A judge in Camden County has denied petitioners an injunction and cleared the way for Camden to purchase 4,000 acres of former industrial property where it plans to develop a commercial spaceport.

Camden citizens waited too long to try to prevent the purchase, Judge Stephen Scarlett wrote in the 10-page order issued Thursday.

“Had they filed at their first opportunity, or even if they had filed a year ago, or six months ago for that matter, they would not be in the critical situation they find themselves in now; and in that scenario, the Court perhaps would be looking at this case differently,” Scarlett wrote. “However, under the circumstances as they currently are, the Court finds that if Plaintiffs’ constitutional right of referendum ends up frustrated by the County’s contractual right to purchase the real estate, it unfortunately will be the result of Plaintiffs’ own doing.”

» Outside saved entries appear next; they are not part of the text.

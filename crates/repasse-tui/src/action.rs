use repasse_core::error::CoreError;
use repasse_core::model::{Candidate, LookupResult};

/// All actions that can flow through the application.
#[derive(Debug, Clone)]
pub enum Action {
    // System
    Tick,
    Quit,
    Resize(u16, u16),

    // Focus
    FocusNext,
    FocusPrev,
    FocusPanel(FocusTarget),

    // Municipality search
    SearchTextChanged(String),
    SuggestionsLoaded {
        token: u64,
        outcome: Result<Vec<Candidate>, CoreError>,
    },
    SuggestionNext,
    SuggestionPrev,
    SelectSuggestion(usize),
    SelectHighlighted,
    DismissSuggestions,

    // Lookup
    Submit,
    LookupFinished(Result<LookupResult, CoreError>),

    // History
    Replay(usize),
    /// Ask before wiping the stored history.
    ClearHistory,
    ConfirmClearHistory,

    CopyResult,

    // Log panel / popups
    ToggleLogPanel,
    ClosePopup,

    // Status
    StatusMessage(String),
    ErrorMessage(String),

    // No-op
    None,
}

/// Which widget has keyboard focus.
#[derive(Debug, Clone, Copy, PartialEq, Eq)]
pub enum FocusTarget {
    Search,
    PeriodStart,
    PeriodEnd,
    Submit,
    History,
}
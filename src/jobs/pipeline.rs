use tracing::debug;

use crate::translate::{TranslateRequest, TranslatorInterface};
use crate::utils::chunker::split_into_chunks;
use crate::utils::reassembler::reassemble_lines;
use super::job::JobId;
use super::store::{JobParams, JobStore};

/// Translate `text` chunk by chunk, reporting progress into `store`.
///
/// The job's status is checked before every chunk; once it is no longer
/// `running` the loop stops and `Ok(None)` is returned. A chunk already
/// handed to the translator is allowed to finish.
pub async fn translate_with_progress(
    store: &JobStore,
    translator: &dyn TranslatorInterface,
    id: &JobId,
    text: &str,
    params: &JobParams,
    max_chunk_chars: usize,
) -> anyhow::Result<Option<String>> {
    let plan = split_into_chunks(text, max_chunk_chars);
    let total = plan.len();
    store.set_total_units(id, total);
    debug!(job_id = %id, chunks = total, lines = plan.line_count, "Split job text");

    let mut translated = Vec::with_capacity(total);
    for (idx, chunk) in plan.chunks.iter().enumerate() {
        if store.should_stop(id) {
            debug!(job_id = %id, done = idx, total, "Stopping at chunk boundary");
            return Ok(None);
        }

        let output = if chunk.text.trim().is_empty() {
            String::new()
        } else {
            let request = TranslateRequest::new(
                chunk.text.as_str(),
                params.source_lang.as_str(),
                params.target_lang.as_str(),
                params.generate.clone(),
            );
            translator.translate(&request).await?
        };

        translated.push(output);
        store.record_progress(id, idx + 1, total);
    }

    let pairs = translated.iter().zip(plan.line_indices());
    Ok(Some(reassemble_lines(pairs, plan.line_count)))
}
pub mod chunker;
pub mod decode;
pub mod reassembler;
pub mod sentence_divider;
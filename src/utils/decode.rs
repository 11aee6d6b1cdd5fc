use std::borrow::Cow;

use encoding_rs::{mem::decode_latin1, UTF_8};

const UTF8_BOM: &[u8] = &[0xEF, 0xBB, 0xBF];

/// Decode uploaded bytes as UTF-8, falling back to Latin-1.
///
/// Never fails: every byte maps to the code point of the same value, so
/// 0x80..=0x9F stay C1 controls rather than windows-1252 punctuation.
pub fn decode_upload(bytes: &[u8]) -> Cow<'_, str> {
    let body = bytes.strip_prefix(UTF8_BOM).unwrap_or(bytes);

    if let Some(text) = UTF_8.decode_without_bom_handling_and_without_replacement(body) {
        return text;
    }

    tracing::debug!(len = bytes.len(), "Upload is not valid UTF-8, decoding as Latin-1");
    decode_latin1(body)
}

#[cfg(test)]
mod tests {
    use super::*;

    #[test]
    fn decodes_utf8() {
        assert_eq!(decode_upload("héllo 你好".as_bytes()), "héllo 你好");
    }

    #[test]
    fn strips_utf8_bom() {
        let mut bytes = UTF8_BOM.to_vec();
        bytes.extend_from_slice(b"text");
        assert_eq!(decode_upload(&bytes), "text");
    }

    #[test]
    fn falls_back_to_latin1() {
        assert_eq!(decode_upload(b"caf\xe9 cr\xe8me"), "café crème");
    }

    #[test]
    fn latin1_keeps_c1_controls() {
        assert_eq!(
            decode_upload(b"price \x80 \x93q\x94"),
            "price \u{80} \u{93}q\u{94}"
        );
    }

    #[test]
    fn empty_upload_is_empty_text() {
        assert_eq!(decode_upload(b""), "");
    }
}
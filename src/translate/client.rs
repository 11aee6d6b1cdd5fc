use async_trait::async_trait;
use std::sync::Arc;
use tracing::{debug, warn};

use crate::inference_service::{InferenceServiceClient, ModelTranslateRequest};
use super::interface::{GenerationOptions, TranslateRequest, TranslatorInterface};
use super::languages::{resolve_source, resolve_target};

const UNKNOWN_TOKEN: &str = "<unk>";

/// Translator that forwards chunks to the inference service
pub struct RemoteTranslator {
    service: Arc<InferenceServiceClient>,
    default_generation: GenerationOptions,
}

impl RemoteTranslator {
    pub fn new(service: Arc<InferenceServiceClient>, default_generation: GenerationOptions) -> Self {
        Self {
            service,
            default_generation,
        }
    }

    /// Build the model request: language codes resolved, caller options
    /// layered over the configured defaults key by key
    pub fn model_request(&self, request: &TranslateRequest) -> ModelTranslateRequest {
        let source = resolve_source(&request.source_lang);
        let target = resolve_target(&request.target_lang);

        ModelTranslateRequest {
            text: request.text.clone(),
            src_lang: source.model_code.to_string(),
            tgt_lang: target.model_code.to_string(),
            max_length_factor: target.length_factor,
            generate: merge_options(&self.default_generation, &request.generate),
        }
    }
}

pub fn merge_options(defaults: &GenerationOptions, overrides: &GenerationOptions) -> GenerationOptions {
    let mut merged = defaults.clone();
    for (key, value) in overrides {
        merged.insert(key.clone(), value.clone());
    }
    merged
}

#[async_trait]
impl TranslatorInterface for RemoteTranslator {
    async fn translate(&self, request: &TranslateRequest) -> Result<String, anyhow::Error> {
        if request.text.trim().is_empty() {
            return Ok(String::new());
        }

        let model_request = self.model_request(request);
        debug!(
            src = %model_request.src_lang,
            tgt = %model_request.tgt_lang,
            chars = request.text.chars().count(),
            "Sending translate request"
        );

        let response = self.service.translate(&model_request).await?;
        if !response.success {
            let error_msg = response.error.unwrap_or_else(|| "Unknown error".to_string());
            return Err(anyhow::anyhow!("Translation failed: {}", error_msg));
        }

        if response.translated_text.contains(UNKNOWN_TOKEN) {
            warn!(
                tgt = %model_request.tgt_lang,
                "Model output contains unknown tokens"
            );
        }

        Ok(response.translated_text)
    }

    async fn health_check(&self) -> bool {
        match self.service.health_check().await {
            Ok(healthy) => healthy,
            Err(e) => {
                debug!("Inference service health check failed: {}", e);
                false
            }
        }
    }
}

Camden residents James Goodman and Paul Harris requested the injunction on behalf of themselves and about 3,850 other Camden residents who signed a petition to force a referendum on the land purchase. Without the land, the spaceport project cannot advance. The petition, filed in Camden County Probate Court Dec. 14 is still under review to determine if the required 10% of registered voters signed it. The Georgia Constitution gives the court 60 days to vet signatures and another 30 days to hold a referendum if required. But a referendum would be moot if the county buys the land before voters can have their say on it.

Petition signers, many of whom see the spaceport project as a boondoggle, oppose the land purchase. The county touts it as an economic boost and job creator.

Deadline not made public

Attorney Dana Braun argued for the plaintiffs that while the petitioners were aware that the county agreed to purchase the land once the Federal Aviation Administration issued a spaceport license, as it did Dec. 20, they didn’t know a deadline was looming. The county had not publicly revealed the details of the purchase option agreement, including its expiration date, before the hearing.

The county’s real estate dealings are exempt from public scrutiny under Georgia’s Open Record Act until a property is acquired or the transaction terminated. The county invoked this exemption repeatedly over the Union Carbide property purchase option. The county provided a copy of the agreement only for the judge to examine in private.

Nevertheless, Scarlett rejected Braun’s argument.

“The bottom line, the Board of Commissioners’ plans to purchase Union Carbide was not a secret, as Plaintiffs asked the court to believe,” he wrote.

Plaintiffs were weighing their options on an appeal Thursday afternoon, said Megan Desrosiers, president and CEO of One Hundred Miles, which helped collect signatures for the petition.

“He made his ruling on a legal issue,” Desrosiers wrote in an email to The Current. “Moving forward to purchase the property and not giving the residents of Camden County a chance to vote is a moral issue.”

Camden County spokesman John Simpson did not immediately reply to a request for comment Thursday.

Agreement quietly extended

In the injunction hearing last week Camden argued it risked losing the more than $10 million it had sunk into spaceport plans if it were forced to postpone the purchase of the property for the facility. An option to buy the 4,000 acres from Union Carbide was set to expire in just two days, Administrator Steve Howard testified at a hearing on Jan. 11.

Howard said the county was in talks with Union Carbide but he had no knowledge of the substance of those talks and whether they would produce an extension.

“I can’t say it will or it won’t,” Howard testified. “If I could predict that I wouldn’t be here today.”

Camden County Administrator Steve Howard

But at the hearing’s conclusion, Judge Stephen Scarlett said he would rule on the matter by Jan. 23, effectively making the issue of the Jan. 13 deadline moot.

And by Jan. 13, Union Carbide did extend the option agreement, as it has three times in the past.

The County Commission met on deadline day and voted on the terms in closed session, spokesman John Simpson wrote in an email in response to an inquiry from The Current. He provided a statement from the commission:

“(T)he Camden County Board of County Commissioners voted unanimously to accept the land option extension terms offered by Union Carbide in order to preserve its investment in the recently issued Launch Site Operator License for Spaceport Camden.”

Simpson provided no further details, such as the date of the new deadline.

As of Jan. 19, Scarlett had not issued his decision and the county had not updated him on the status of the option agreement.

Camden County Attorney John Myers

Instead, Braun notified the court. Braun had asked County Attorney John Myers to make the court aware of the change by providing the judge a sealed copy of the extended option agreement. Myers agreed. But when it didn’t appear to be done by Wednesday, Braun filed a notice to the court himself. He included emails from Myers that verify the county approved an extension.